IARC 60th Anniversary - 19-21 May 2026
Session : 20/05/26 - Posters
Scaling Nurse-Led Breast Cancer Early Detection: Impact of Task-Sharing and Simulation-Based Training on Referral Quality in Primary Care
KHALIL H. 1, ATED ELSAYED B. 1, SHAKER S. 1, AMIN H. 1, AZZAM H. 1, KHALIFA M. 1, ELSHISHINEY G. 1, ELMASRY I. 7, KASSEM L. 2, HASSAN ABD ELAZIZ A. 3, SHASH E. 4, HEGAZY M. 5, EL GAZALY H. 6, HASSANY M. 1
1 Presidential Initiative for Women Health, Ministry of Health and Population, Cairo, Egypt; 2 Clinical Oncology, Kasr Alainy Medical School – Cairo University,, Cairo, Egypt; 3 Clinical Oncology Department, Ain Shams University Hospital – Faculty of Clinical Medicine and Radiation Oncology, Cairo, Egypt; 4 Medical Oncology Department, National Cancer Institute – Cairo University, Cairo, Egypt; 5 Surgical Oncology - Mansoura Oncology Center, Faculty of Medicine, Mansoura University, Dakahlia, Egypt; 6 Clinical Oncology Department, MASRI research center, Ain Shams University – Faculty of Medicine, Cairo, Egypt; 7 The National Committee for the Control of Viral Hepatitis, Cairo, Egypt
Background
Breast cancer early detection is a cornerstone of cancer control in Low- and Middle-Income Countries (LMICs), where late-stage presentation remains a significant burden. While Primary Care Units (PCUs) provide a platform for large-scale screening, health system barriers—including workforce shortages, variable clinical competencies, and referral inefficiencies—often impede service delivery.
Objectives
This study assessed whether task-sharing and simulation-based training could maintain service quality and referral appropriateness during national scale-up in Egypt. Specifically, it analyzes the impact of provider training and service readiness on patient pathways while identifying critical system bottlenecks and adaptive strategies for large-scale implementation.
Methods
An implementation research approach was utilized to evaluate the national rollout of early detection services, which expanded to reach approximately 3,700 PCUs. During the initial phases of the presidential initiative for women health, a critical system bottleneck was identified: the inconsistent availability of physicians to perform Clinical Breast Examinations (CBE), largely driven by high turnover rates and chronic short-staffing. To ensure service continuity and equitable access, a task-sharing strategy was adopted, authorizing and training PCU nurses to serve as primary screeners within the diagnostic pathway.

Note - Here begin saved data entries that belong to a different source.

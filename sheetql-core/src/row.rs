use chrono::{NaiveDate, NaiveDateTime};
use std::collections::HashMap;
use std::fmt;
use std::sync::Arc;

use crate::error::{Error, Result};
use crate::record::FieldType;
use crate::value::{DataType, Value};

/// One raw worksheet value. Conversions happen on access, never eagerly.
#[derive(Debug, Clone, PartialEq)]
pub struct Cell {
    value: Value,
}

impl Cell {
    pub fn new(value: impl Into<Value>) -> Self {
        Self {
            value: value.into(),
        }
    }

    pub fn value(&self) -> &Value {
        &self.value
    }

    pub fn is_null(&self) -> bool {
        self.value.is_null()
    }

    pub fn as_text(&self) -> Result<String> {
        self.cast()
    }

    pub fn as_number(&self) -> Result<f64> {
        self.cast()
    }

    pub fn as_integer(&self) -> Result<i64> {
        self.cast()
    }

    pub fn as_bool(&self) -> Result<bool> {
        self.cast()
    }

    pub fn as_date_time(&self) -> Result<NaiveDateTime> {
        self.cast()
    }

    pub fn as_date(&self) -> Result<NaiveDate> {
        self.cast()
    }

    /// Convert the raw value to any field type; `Option<T>` maps blanks to `None`.
    pub fn cast<T: FieldType>(&self) -> Result<T> {
        let coerced = self.value.coerce(T::DATA_TYPE)?;
        T::from_value(coerced).ok_or_else(|| Error::conversion(&self.value, T::DATA_TYPE))
    }

    pub fn try_as(&self, target: DataType) -> Result<Value> {
        self.value.coerce(target)
    }
}

impl fmt::Display for Cell {
    fn fmt(&self, f: &mut fmt::Formatter<'_>) -> fmt::Result {
        match &self.value {
            Value::Null => Ok(()),
            Value::Text(s) => write!(f, "{}", s),
            other => write!(f, "{}", other),
        }
    }
}

/// A schema-less result row: cells in worksheet column order plus a shared
/// header index.
#[derive(Debug, Clone)]
pub struct Row {
    cells: Vec<Cell>,
    columns: Arc<HashMap<String, usize>>,
}

impl Row {
    pub fn new(cells: Vec<Cell>, columns: Arc<HashMap<String, usize>>) -> Self {
        Self { cells, columns }
    }

    pub fn cell(&self, column: &str) -> Result<&Cell> {
        self.columns
            .get(column)
            .and_then(|&idx| self.cells.get(idx))
            .ok_or_else(|| Error::ColumnNotFound(column.to_string()))
    }

    pub fn get(&self, index: usize) -> Option<&Cell> {
        self.cells.get(index)
    }

    /// Header names ordered by position.
    pub fn column_names(&self) -> Vec<&str> {
        let mut names: Vec<(&str, usize)> = self
            .columns
            .iter()
            .map(|(name, &idx)| (name.as_str(), idx))
            .collect();
        names.sort_by_key(|&(_, idx)| idx);
        names.into_iter().map(|(name, _)| name).collect()
    }

    pub fn cells(&self) -> &[Cell] {
        &self.cells
    }

    pub fn len(&self) -> usize {
        self.cells.len()
    }

    pub fn is_empty(&self) -> bool {
        self.cells.is_empty()
    }
}

impl std::ops::Index<usize> for Row {
    type Output = Cell;

    fn index(&self, index: usize) -> &Cell {
        &self.cells[index]
    }
}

Training served as the central implementation pillar, integrating theoretical instruction with rigorous hands-on, simulation-based practice. To address initial constraints in training capacity, simulation resources were expanded from four to fourteen high-fidelity breast simulators, facilitating standardized skill acquisition for a larger provider pool. The curriculum emphasized CBE techniques, suspicious finding recognition, referral criteria, and communication. Service readiness was evaluated through trained personnel and functional referral mechanisms, while patient pathways were mapped from initial screening to advanced diagnostics to identify and resolve implementation gaps.
Results
Integration of early detection services into PCU settings proved feasible at a national scale. During the initial implementation phase (2019–2020), training focused heavily on the existing workforce, including 4,149 PCU doctors (average of 41.25 training hours) and 794 PCU nurses (average of 8.75 training hours). As the program transitioned to a nurse-led task-sharing model in 2023–2024, the focus shifted significantly to nursing staff; 4,158 PCU nurses were trained with a substantial increase in intensity (average of 95 training hours), while 113 PCU doctors received training (average of 15 training hours). During the first two years of implementation, the referral rate for advanced diagnostics was 8.5%. Following the expansion of simulation-based training for nurses, this proportion decreased to 4.5% over the most recent two years. This reduction indicated improved referral appropriateness and greater clinical alignment between screening findings and diagnostic outcomes. Persistent bottlenecks included high provider workloads and logistical delays accessing specialized diagnostics.
Conclusion
Early breast cancer detection can be effectively scaled within PCU settings through sustained capacity building, task-sharing, and clearly defined patient pathways. The transition to a nurse-led, simulation-based training model successfully optimized workforce capacity and improved referral quality without compromising service standards. This implementation research underscores the importance of identifying bottlenecks and utilizing adaptive strategies—such as task-sharing—to ensure sustainability of early detection programs in LMIC contexts. These findings offer transferable implementation strategies for strengthening early detection pathways in resource-limited primary care systems.